The pensioners of Ireland bear the scars of two economic wars, EW1 and EW2. They do not need added pressure resulting from whether they are entitled to a medical card. All week I have been receiving calls from people who do not need to worry about their cards but who are worried all the same.

I have welcomed the incentives in this budget aimed at creating more jobs. There are signs everywhere that the economy is turning around. Retail numbers are up, as are exports. As the economy grows and tax income recovers, it will no longer be necessary to rob the piggy bank of the public services to pay the interest on the debts of the Fianna Fáil Government. There will be new opportunities to negotiate better ways of paying the debt, but the actual borrowed sums are still hanging over Ireland in the form of Government debt, business debt and mortgage debt.

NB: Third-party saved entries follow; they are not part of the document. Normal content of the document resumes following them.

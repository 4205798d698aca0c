//! Error types for scanning and tree queries.

use std::path::PathBuf;

use serde::{Deserialize, Serialize};
use thiserror::Error;

/// Errors that abort a scan before a tree can be built.
#[derive(Debug, Error)]
pub enum ScanError {
    /// Permission denied for a path.
    #[error("Permission denied: {path}")]
    PermissionDenied { path: PathBuf },

    /// Path not found.
    #[error("Path not found: {path}")]
    NotFound { path: PathBuf },

    /// Generic I/O error.
    #[error("I/O error at {path}: {source}")]
    Io {
        path: PathBuf,
        #[source]
        source: std::io::Error,
    },

    /// Invalid configuration.
    #[error("Invalid configuration: {message}")]
    InvalidConfig { message: String },

    /// Root path is not a directory.
    #[error("Root path is not a directory: {path}")]
    NotADirectory { path: PathBuf },
}

impl ScanError {
    /// Create an I/O error with path context.
    pub fn io(path: impl Into<PathBuf>, source: std::io::Error) -> Self {
        let path = path.into();
        match source.kind() {
            std::io::ErrorKind::PermissionDenied => Self::PermissionDenied { path },
            std::io::ErrorKind::NotFound => Self::NotFound { path },
            _ => Self::Io { path, source },
        }
    }
}

/// A lookup for a path that is not part of the tree.
#[derive(Debug, Clone, Error, PartialEq, Eq)]
#[error("Node not found: {path}")]
pub struct NodeNotFound {
    /// The path that was looked up.
    pub path: PathBuf,
}

impl NodeNotFound {
    pub fn new(path: impl Into<PathBuf>) -> Self {
        Self { path: path.into() }
    }
}

/// Kind of scan warning.
#[derive(Debug, Clone, Copy, PartialEq, Eq, Serialize, Deserialize)]
pub enum WarningKind {
    /// Permission was denied.
    PermissionDenied,
    /// Symbolic link target does not exist.
    BrokenSymlink,
    /// Error reading file/directory.
    ReadError,
    /// Error reading metadata.
    MetadataError,
    /// Directory already visited through another link.
    SymlinkLoop,
    /// Dependencies could not be extracted from a file.
    ParseFailure,
}

/// Non-fatal warning encountered during scan.
#[derive(Debug, Clone, Serialize, Deserialize)]
pub struct ScanWarning {
    /// Path where the warning occurred.
    pub path: PathBuf,
    /// Human-readable message.
    pub message: String,
    /// Kind of warning.
    pub kind: WarningKind,
}

impl ScanWarning {
    /// Create a new scan warning.
    pub fn new(path: impl Into<PathBuf>, message: impl Into<String>, kind: WarningKind) -> Self {
        Self {
            path: path.into(),
            message: message.into(),
            kind,
        }
    }

    /// Create a warning from an I/O error, classifying permission failures.
    pub fn from_io(path: impl Into<PathBuf>, error: &std::io::Error) -> Self {
        let path = path.into();
        match error.kind() {
            std::io::ErrorKind::PermissionDenied => Self {
                message: format!("Permission denied: {}", path.display()),
                path,
                kind: WarningKind::PermissionDenied,
            },
            _ => Self {
                message: format!("Read error: {error}"),
                path,
                kind: WarningKind::ReadError,
            },
        }
    }

    /// Create a broken symlink warning.
    pub fn broken_symlink(path: impl Into<PathBuf>) -> Self {
        let path = path.into();
        Self {
            message: format!("Broken symlink: {}", path.display()),
            path,
            kind: WarningKind::BrokenSymlink,
        }
    }

    /// Create a symlink loop warning.
    pub fn symlink_loop(path: impl Into<PathBuf>, target: impl Into<PathBuf>) -> Self {
        let path = path.into();
        let target = target.into();
        Self {
            message: format!(
                "Directory {} already visited as {}",
                path.display(),
                target.display()
            ),
            path,
            kind: WarningKind::SymlinkLoop,
        }
    }

    /// Create a dependency extraction warning.
    pub fn parse_failure(path: impl Into<PathBuf>, message: impl Into<String>) -> Self {
        Self {
            path: path.into(),
            message: message.into(),
            kind: WarningKind::ParseFailure,
        }
    }
}

#[cfg(test)]
mod tests {
    use super::*;

    #[test]
    fn test_scan_error_io() {
        let err = ScanError::io(
            "/test/path",
            std::io::Error::new(std::io::ErrorKind::PermissionDenied, "denied"),
        );
        assert!(matches!(err, ScanError::PermissionDenied { .. }));

        let err = ScanError::io(
            "/test/path",
            std::io::Error::new(std::io::ErrorKind::NotFound, "gone"),
        );
        assert!(matches!(err, ScanError::NotFound { .. }));
    }

    #[test]
    fn test_warning_from_io() {
        let denied = std::io::Error::new(std::io::ErrorKind::PermissionDenied, "denied");
        let warning = ScanWarning::from_io("/test/path", &denied);
        assert_eq!(warning.kind, WarningKind::PermissionDenied);
        assert!(warning.message.contains("Permission denied"));

        let other = std::io::Error::other("boom");
        assert_eq!(
            ScanWarning::from_io("/test/path", &other).kind,
            WarningKind::ReadError
        );
    }

    #[test]
    fn test_node_not_found_display() {
        let err = NodeNotFound::new("/a/b.ts");
        assert_eq!(err.to_string(), "Node not found: /a/b.ts");
    }
}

I want to believe that our pensioners, who survived EW1, will come out on the other side of Fianna Fáil's second economic war. For that reason I am calling on my Government colleagues to approach the next budget - the first post-troika budget - by beginning an open national discussion about the feasible ways of reducing the debt, and not just the payments on the debt. It is an important topic to the five year olds of 1933, the five year olds of 2013 and everybody in between, and it cannot be avoided for any longer. I regret there is nobody from Fianna Fáil present to hear that, because they bear the responsibility.